Several users are expected to lose 23.6 million STEEM, worth $5 million, in an upcoming hardfork scheduled for May 20.
Justin Sun and Steem
In December 2019, Tron’s CEO Justin Sun purchased the Steemit blog platform and in February 2020 he controversially took over the Steem-blockchain platform. The upgrade will punish those who are against his hostile takeover.
Steem is a blockchain, while Steemit is the blog application that runs on this blockchain. Sun bought the application, but he also used a large stock of Steem coins, and the power of other stock exchanges, to also take over the blockchain platform. When this happened, the hard-working Steem community created their own blockchain to escape to, known as Hive.
The Steem blockchain is executed using a delegated proof-of-stake (DPoS) model, where users choose who they want to help keep the network running by delegating their own coins to what is known as a witness. If enough people support a witness, they can create new blocks in the blockchain and upgrade the network.

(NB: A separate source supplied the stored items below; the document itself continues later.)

fn first_plain_part(mail: &ParsedMail<'_>) -> Option<String> {
    if mail.subparts.is_empty() {
        if !mail.ctype.mimetype.eq_ignore_ascii_case("text/plain") {
            return None;
        }
        return match mail.get_body() {
            Ok(text) => Some(text),
            Err(_) => mail
                .get_body_raw()
                .ok()
                .map(|raw| String::from_utf8_lossy(&raw).into_owned()),
        };
    }
    mail.subparts.iter().find_map(first_plain_part)
}

fn extract_body(mail: &ParsedMail<'_>) -> String {
    if let Some(text) = first_plain_part(mail).filter(|t| !t.is_empty()) {
        return text;
    }
    // Non-text or undecodable payloads: take whatever bytes are there.
    mail.get_body_raw()
        .map(|raw| String::from_utf8_lossy(&raw).into_owned())
        .unwrap_or_default()
}

/// Parses one raw RFC 822 message. `None` means the row is unusable.
pub fn parse_email(file_path: &str, raw_message: &str) -> Option<EmailRecord> {
    if raw_message.trim().is_empty() {
        return None;
    }
    let mail = match mailparse::parse_mail(raw_message.as_bytes()) {
        Ok(m) => m,
        Err(e) => {
            debug!("Failed to parse email {}: {}", file_path, e);
            return None;
        }
    };
    let headers = &mail.headers;
    let header = |name: &str| headers.get_first_value(name).unwrap_or_default();

    let body = extract_body(&mail);
    let recipients_to = parse_address_list(headers.get_first_value("To"));
    let recipients_cc = parse_address_list(headers.get_first_value("Cc"));
    let bcc_raw = headers
        .get_first_value("X-bcc")
        .filter(|v| !v.trim().is_empty())
        .or_else(|| headers.get_first_value("Bcc"));
    let recipients_bcc = parse_address_list(bcc_raw);
    let total_recipients = recipients_to.len() + recipients_cc.len() + recipients_bcc.len();

    Some(EmailRecord {
        file_path: file_path.to_string(),
        sender: header("From"),
        subject: header("Subject"),
        date: header("Date"),
        folder: folder_from_path(file_path),
        word_count: body.split_whitespace().count(),
        body,
        recipients_to,
        recipients_cc,
        recipients_bcc,
        total_recipients,
    })
}

enum Row {
    Message(String, String),
    Empty,
}

/// Sequential CSV row source. Field sizes are unbounded; rows whose field
/// count differs from the header are rejected and counted as failures.
struct RowReader {
    reader: csv::Reader<File>,
    file_col: usize,
    message_col: usize,
    record: csv::ByteRecord,
    done: bool,
}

Steem hardfork will take $5 million
According to the current Steemit witness group Triple A, as reported in Joindy, the hardfork 0.23, which will take place today, will seize the accounts that, according to Sun, pose a “direct threat” to the Steem-blockchain.
“Triple A told Joindy: Account seizure is planned for accounts that pose a direct threat to the Steem blockchain or will seize legitimate assets of Steem holders. This was assessed as an indispensable measure to improve Steem’s network stability and user environment”

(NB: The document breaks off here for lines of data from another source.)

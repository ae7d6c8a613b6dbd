use std::path::PathBuf;
use thiserror::Error;

/// Failures that invalidate a whole run. Raised before any streaming starts.
#[derive(Debug, Error)]
pub enum TriageError {
    #[error("corpus file not found: {0}")]
    CorpusNotFound(PathBuf),
    #[error("discovery artifact not found: {0}")]
    ArtifactNotFound(PathBuf),
    #[error("missing credentials: {0}")]
    MissingCredentials(String),
    #[error("invalid configuration: {0}")]
    InvalidConfig(String),
}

On 18 May, a screenshot of someone who worked at Steem was leaked. It shows a list of accounts that will be liquidated (banned and whose money will be removed) in the upcoming upgrade. Among those names are some of the original Steem witnesses, from before Sun took over the network.

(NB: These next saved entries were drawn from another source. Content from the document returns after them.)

const ACTION_PATTERNS: &[&str] = &[
    r"\?",
    r"please\s+(review|approve|confirm|update|provide)",
    r"action item",
    r"next step",
    r"follow.?up",
    r"assigned to",
];

fn compile_all(patterns: &[&str]) -> Vec<Regex> {
    patterns
        .iter()
        .map(|p| {
            RegexBuilder::new(p)
                .case_insensitive(true)
                .build()
                .expect("heuristic pattern must compile")
        })
        .collect()
}

fn noise_subject_res() -> &'static [Regex] {
    static RES: OnceLock<Vec<Regex>> = OnceLock::new();
    RES.get_or_init(|| compile_all(NOISE_SUBJECT_PATTERNS))
}

fn action_res() -> &'static [Regex] {
    static RES: OnceLock<Vec<Regex>> = OnceLock::new();
    RES.get_or_init(|| compile_all(ACTION_PATTERNS))
}

fn count_keyword_hits(text: &str, keywords: &[&str]) -> usize {
    let lower = text.to_lowercase();
    keywords.iter().filter(|kw| lower.contains(*kw)).count()
}

/// Weight table. Negative signals carry negative weights.
#[derive(Debug, Clone, PartialEq, Serialize, Deserialize)]
#[serde(default)]
pub struct HeuristicWeights {
    pub body_keywords_full: f64,
    pub body_keyword_each: f64,
    pub subject_keywords: f64,
    pub targeted: f64,
    pub substantial_body: f64,
    pub long_body: f64,
    pub action_language: f64,
    pub good_folder: f64,
    pub noise_keywords: f64,
    pub noise_subject: f64,
    pub mass_email: f64,
    pub noise_folder: f64,
    pub too_short: f64,
}

impl Default for HeuristicWeights {
    fn default() -> Self {
        Self {
            body_keywords_full: 0.30,
            body_keyword_each: 0.10,
            subject_keywords: 0.20,
            targeted: 0.15,
            substantial_body: 0.15,
            long_body: 0.10,
            action_language: 0.10,
            good_folder: 0.10,
            noise_keywords: -0.30,
            noise_subject: -0.20,
            mass_email: -0.20,
            noise_folder: -0.15,
            too_short: -0.10,
        }
    }
}

#[derive(Debug, Clone, Default)]
pub struct HeuristicScorer {
    weights: HeuristicWeights,
}

struct Tally {
    score: f64,
    signals: Vec<String>,
}

impl Tally {
    fn add(&mut self, weight: f64, reason: &str, evidence: impl std::fmt::Display) {
        self.score += weight;
        self.signals.push(format!("{weight:+.2} {reason}({evidence})"));
    }
}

A prominent Steem-stakeholder, who is going to lose his money on the upgrade, named Dan Hensley, said the following to Decrypt:
“If Justin thinks he can get away with this, he’s fooled the wrong person.”
Triple A claims that the accounts that are going to be seized are from people who are:
“publicly attacking users, collecting personal information and threatening to kill them.”
They also accuse them of spreading bogus news and damaging network stability.
But many in the Steem community refute these allegations and see them as part of a PR effort by Justin Sun and his friends.